Judge shows homophobia’s grip on Brazil in ruling against soccer player
August 7, 2007 by William K. Wolfrum
There is much to admire about Brazil. The homophobia that’s so ingrained in the culture is not one of them, however.
Recently, a soccer player for defending Brazil League champion and current leader Sao Paulo named Richarlyson was accused of being gay on a television show by the manager of rival Palmeiras. Richarlyson sued for the Brazilian equivalent of defamation of character.
Judge Manoel Maximiniano Junqueira Filho threw out the suit, saying soccer was a virile masculine sport and not a homosexual one, and that the player could just go on the same show and deny he was gay, or keep quiet about it (and if he kept quiet about it and was gay, he should still quit soccer).
The complete ruling, in Portuguese, can be found by clicking here.

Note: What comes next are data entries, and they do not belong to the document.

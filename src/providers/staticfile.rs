//! Static site provider

use super::{CommandOptions, Commands, DetectResult, ProjectFiles, Provider};
use crate::bootstrap::FileInfo;
use crate::fs::ProjectContext;
use anyhow::Result;
use std::collections::BTreeMap;
use std::path::Path;

/// Manifests that mean the HTML is a build input, not the site itself
const APP_MANIFESTS: &[&str] = &[
    "package.json",
    "composer.json",
    "Gemfile",
    "requirements.txt",
    "pyproject.toml",
    "Cargo.toml",
    "go.mod",
];

pub struct StaticfileProvider;

fn staticfile_root(content: &str) -> Option<String> {
    content.lines().find_map(|line| {
        let (key, value) = line.split_once(':')?;
        (key.trim() == "root")
            .then(|| value.trim().trim_matches('/').to_string())
            .filter(|v| !v.is_empty())
    })
}

impl Provider for StaticfileProvider {
    fn name(&self) -> &str {
        "staticfile"
    }

    fn language(&self) -> &str {
        "static"
    }

    fn priority(&self) -> u32 {
        90
    }

    fn detect(
        &self,
        _project_path: &Path,
        files: &[FileInfo],
        ctx: &dyn ProjectContext,
    ) -> Result<DetectResult> {
        let project = ProjectFiles::new(files);

        if let Some(content) = project.read(ctx, "Staticfile")? {
            let root = staticfile_root(&content).unwrap_or_else(|| ".".to_string());
            return Ok(DetectResult::matched(self.name(), self.language(), 0.9)
                .with_metadata("root", root)
                .with_evidence(vec!["Staticfile".to_string()], "Staticfile found"));
        }

        if !project.present(APP_MANIFESTS).is_empty() {
            return Ok(DetectResult::no_match());
        }

        let (index, root, confidence) = if project.has_file("index.html") {
            ("index.html", ".", 0.6)
        } else if project.has_file("public/index.html") {
            ("public/index.html", "public", 0.5)
        } else {
            return Ok(DetectResult::no_match());
        };

        Ok(DetectResult::matched(self.name(), self.language(), confidence)
            .with_metadata("root", root)
            .with_evidence(vec![index.to_string()], "static index.html without app manifest"))
    }

    fn generate_commands(&self, result: &DetectResult, _options: &CommandOptions) -> Commands {
        let root = result.meta("root").unwrap_or(".");
        let serve = format!("caddy file-server --root {} --listen :8080", root);
        Commands {
            dev: vec![serve.clone()],
            build: Vec::new(),
            start: vec![serve],
        }
    }

    fn generate_environment(&self, _result: &DetectResult) -> BTreeMap<String, String> {
        BTreeMap::new()
    }

    fn needs_native_compilation(&self, _result: &DetectResult) -> bool {
        false
    }
}

#[cfg(test)]
mod tests {
    use super::*;
    use crate::providers::test_support::Fixture;

    #[test]
    fn test_staticfile_with_root() {
        let fixture = Fixture::new(&[("Staticfile", "root: dist/\n"), ("package.json", "{}")]);
        let result = fixture.detect(&StaticfileProvider);

        assert!(result.matched);
        assert_eq!(result.confidence, 0.9);
        assert_eq!(result.language, "static");
        assert_eq!(result.meta("root"), Some("dist"));

        let commands = StaticfileProvider.generate_commands(&result, &CommandOptions::default());
        assert!(commands.build.is_empty());
        assert_eq!(commands.start, vec!["caddy file-server --root dist --listen :8080"]);
    }

    #[test]
    fn test_plain_index_html() {
        let fixture = Fixture::new(&[("index.html", "<html></html>"), ("style.css", "")]);
        let result = fixture.detect(&StaticfileProvider);
        assert_eq!(result.confidence, 0.6);
        assert_eq!(result.meta("root"), Some("."));
    }

    #[test]
    fn test_index_html_in_node_project_is_ignored() {
        let fixture = Fixture::new(&[("index.html", ""), ("package.json", "{}")]);
        assert!(!fixture.detect(&StaticfileProvider).matched);
    }

    #[test]
    fn test_empty_staticfile_defaults_root() {
        assert_eq!(staticfile_root(""), None);
        assert_eq!(staticfile_root("gzip: true\nroot: public"), Some("public".to_string()));
    }
}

Here are some translated excerpts:
“It’s not that a homosexual can’t play ball. If he wants, than play it. However, form his own team and start another federation. Schedule games with those that prefer to fight against themselves.”
“What I can not understand is why the gay association of Bahia and a few columnists insist on promoting gay athletes in the field.”

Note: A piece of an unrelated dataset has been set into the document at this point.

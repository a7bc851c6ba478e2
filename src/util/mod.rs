//! Utility modules for stackplan

pub mod logging;

pub use logging::{init_default, init_from_env, init_logging, LoggingConfig};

“Jeez, if this fad catches on, soon we will have a quota system, forcing the access of so many of them per team.”
“And don’t say that this opening will be in the same way that it happened when blacks started to be part of the teams. It is a completely different thing. If a black is also a homosexual, he should also avoid being part of heterosexual soccer teams.”
“But the black obtained success (in many activities) very important to the history of Brasil: the biggest and most complete attacker ever seen, is called Edson Arantes do Nascimento (Pelé), and he is black.”
“What is not reasonable is the acceptance of homosexuals in Brazilian soccer because they would harm the uniformity of thinking of the team, the togetherness, the balance, and the ideal.”
“Not even to mention the uncomfortable feeling of the fan, who wants to go to the stadium, sometimes with his son, and see his beloved team succeeding in the competition, instead of losing oneself in analysis of the behavior of this or that athlete with an obvious personality or existential problem, making it uncomfortable also for the teammates, the coach , the technical commission and the managers of the club.”
“By the way, this popular saying is very precise:
Each one in their own area, each monkey in their own branch, each rooster in their own coop, each king in their own deck of cards.
That is what I think, and because I think like this, in the condition of a judge, I say it!”
As you can see, the judge, dissatisfied with just being a homophobe, showed off his racist and sexist stripes, as well. A complaint has been filed against the judge – who serves for life unless guilty of a felony – for his homophobic remarks.
This issue will likely quickly gain steam in the Brazilian media, and outrage here over it will likely build to a point. And while there definitely are many Brazilians that will strongly protest the judge’s ruling, it’s a real example of the thinking that can dominate in this South American giant.